The project aims to address the following questions:
The answers to these questions will be presented in the form of a database which will provide for the first time a resource for the systematic study of the literate culture of English townspeople, lay and clerical, in the late Middle Ages. The results will be published in the form of a searchable web-based database. Analysis will be possible under a variety of headings, including owners' names, genders and occupations, codicological information and the provenance and contents of the manuscripts.
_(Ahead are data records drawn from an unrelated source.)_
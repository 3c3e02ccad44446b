//! Names for evaluation units.

use std::collections::HashSet;
use std::sync::OnceLock;

use regex::Regex;
use sha2::{Digest, Sha256};

pub const DIGEST_PREFIX: &str = "CQ_";

/// Worksheet functions a unit name must not shadow.
pub const BUILTIN_FUNCTION_NAMES: &[&str] = &[
    "ABS", "ADDRESS", "AND", "AVERAGE", "AVERAGEIF", "AVERAGEIFS", "CEILING", "CHAR", "CHOOSE",
    "CLEAN", "CODE", "COLUMN", "COLUMNS", "CONCAT", "CONCATENATE", "COUNT", "COUNTA",
    "COUNTBLANK", "COUNTIF", "COUNTIFS", "DATE", "DATEVALUE", "DAY", "DAYS", "EDATE", "EOMONTH",
    "EXACT", "EXP", "FALSE", "FILTER", "FIND", "FLOOR", "HLOOKUP", "HOUR", "IF", "IFERROR",
    "IFNA", "IFS", "INDEX", "INDIRECT", "INT", "ISBLANK", "ISERROR", "ISNUMBER", "ISTEXT",
    "LAMBDA", "LARGE", "LEFT", "LEN", "LET", "LN", "LOG", "LOG10", "LOOKUP", "LOWER", "MATCH",
    "MAX", "MAXIFS", "MEDIAN", "MID", "MIN", "MINIFS", "MINUTE", "MOD", "MODE", "MONTH", "NOT",
    "NOW", "OFFSET", "OR", "PI", "POWER", "PRODUCT", "PROPER", "RAND", "RANDBETWEEN", "RANK",
    "REPLACE", "REPT", "RIGHT", "ROUND", "ROUNDDOWN", "ROUNDUP", "ROW", "ROWS", "SEARCH",
    "SECOND", "SEQUENCE", "SIGN", "SMALL", "SORT", "SORTBY", "SQRT", "STDEV", "SUBSTITUTE",
    "SUBTOTAL", "SUM", "SUMIF", "SUMIFS", "SUMPRODUCT", "SWITCH", "TEXT", "TEXTJOIN", "TIME",
    "TODAY", "TRANSPOSE", "TRIM", "TRUE", "TRUNC", "UNIQUE", "UPPER", "VALUE", "VAR", "VLOOKUP",
    "WEEKDAY", "XLOOKUP", "XMATCH", "XOR", "YEAR",
];

fn non_name_re() -> &'static Regex {
    static RE: OnceLock<Regex> = OnceLock::new();
    RE.get_or_init(|| Regex::new(r"[^A-Z0-9_]").expect("unit name regex must compile"))
}

/// Reserved names, compared case-insensitively.
#[derive(Clone, Debug)]
pub struct ReservedNames {
    names: HashSet<String>,
}

impl Default for ReservedNames {
    fn default() -> Self {
        ReservedNames::with_extra::<&str>(&[])
    }
}

impl ReservedNames {
    /// Built-in function names plus `extra`.
    pub fn with_extra<S: AsRef<str>>(extra: &[S]) -> ReservedNames {
        let names = BUILTIN_FUNCTION_NAMES
            .iter()
            .map(|n| n.to_string())
            .chain(extra.iter().map(|n| n.as_ref().to_uppercase()))
            .collect();
        ReservedNames { names }
    }

    pub fn contains(&self, name: &str) -> bool {
        self.names.contains(&name.to_uppercase())
    }
}

/// `CQ_` followed by the first 8 hex digits of the SHA-256 of `text`.
pub fn digest_name(text: &str) -> String {
    let mut hasher = Sha256::new();
    hasher.update(text.as_bytes());
    let hex = format!("{:x}", hasher.finalize());
    format!("{}{}", DIGEST_PREFIX, &hex[..8])
}

/// Pick the unit name for `text`, honouring `preferred` when it survives
/// sanitizing.
pub fn unit_name(text: &str, preferred: Option<&str>, reserved: &ReservedNames) -> String {
    let Some(name) = preferred.map(sanitize).filter(|n| n.chars().any(|c| c != '_')) else {
        return digest_name(text);
    };
    let leading_digit = name.starts_with(|c: char| c.is_ascii_digit());
    if leading_digit || reserved.contains(&name) {
        format!("_{}", name)
    } else {
        name
    }
}

fn sanitize(name: &str) -> String {
    non_name_re()
        .replace_all(&name.trim().to_uppercase(), "")
        .into_owned()
}

#[cfg(test)]
mod tests {
    use super::*;

    #[test]
    fn digest_names_are_stable() {
        let a = digest_name("tbl.rows.count()");
        assert_eq!(a, digest_name("tbl.rows.count()"));
        assert_ne!(a, digest_name("tbl.rows.count() "));
        assert!(a.starts_with("CQ_"));
        assert_eq!(a.len(), 11);
        assert!(a[3..].chars().all(|c| c.is_ascii_hexdigit() && !c.is_ascii_uppercase()));
    }

    #[test]
    fn preferred_names_are_sanitized() {
        let reserved = ReservedNames::default();
        assert_eq!(unit_name("x", Some("adults over-30"), &reserved), "ADULTSOVER30");
        assert_eq!(unit_name("x", Some("9lives"), &reserved), "_9LIVES");
        assert_eq!(unit_name("x", Some("sum"), &reserved), "_SUM");
        assert_eq!(unit_name("x", Some("!!!"), &reserved), digest_name("x"));
        assert_eq!(unit_name("x", Some("__"), &reserved), digest_name("x"));
        assert_eq!(unit_name("x", None, &reserved), digest_name("x"));
    }

    #[test]
    fn configured_names_are_reserved_case_insensitively() {
        let reserved = ReservedNames::with_extra(&["Report"]);
        assert_eq!(unit_name("x", Some("report"), &reserved), "_REPORT");
        assert!(reserved.contains("vlookup"));
    }
}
The most serious limitation of testamentary studies of
book ownership is that wills usually identify the
contents of books, if at all, by the first item only. Moreover, books
owned during a lifetime may not appear in wills. Further limitations relate to the
general problems of using wills as evidence which are
familiar to historians. Working from extant manuscripts has its own problems: only a small proportion of medieval books survives, and those kept in
the home are probably less likely to have been preserved
than those in institutional collections. Moreover, provenance and ownership are often not easy to identify. Nevertheless, the obvious advantage of surviving
manuscripts is that researchers can identify and read
their entire contents. Distinguishing between official
and home use provides a useful principle of selection. It
enables us to separate the myriad rentals, custumals, court records, accounts and so on, which were all part of the
business of urban record-keeping, from material overlapping with the public record which occurs in manuscripts held in private hands and which are the concern of this project. Such material includes, for example, urban chronicles, calendars, lists of mayors and information about gilds and parishes which individual citizens kept for their personal or household use. At the same time, the distinction between home and official use also separates the manuscripts that formed the contents of institutional or parochial libraries (which have been intensively studied) from the private collections of urban clerics, as well as from the books of hours and psalters that were used in the domestic devotions of laypeople. Other books which were also kept in the home contained more miscellaneous kinds of reading matter, including narratives, courtesy texts, medical recipes, lyrics and various memorabilia.
The late-medieval period
The period covered by the project is from around 1300, by which time urban books can be identified in reasonable numbers, until the introduction of printing into England in 1476. This cut-off date has been imposed because urban literate culture in the era of print is too large a subject to be incorporated within the three-year time span of the project.
Books and manuscripts
Manuscripts will be treated as urban if they were owned by someone living in a town, and/or produced in a town, and/or contain material which is unambiguously urban in character, such as town chronicles, or lists of streets or individuals from a town. We use the term manuscript in a modern sense, to refer to objects as they are found in collections today; one manuscript may well contain 'books' owned by people in both urban and non-urban, private and institutional settings, and we will attempt to make these distinctions as clear as possible in the published database.
Towns and cities
The cities and towns to be included in the project are taken from Alan Dyer, Decline and Growth in English Towns 1400-1640 (Cambridge: Cambridge University Press, 1995), pp. 56-7, 62-3. The classification of a location as a city or a town here was based on economic and demographic evidence.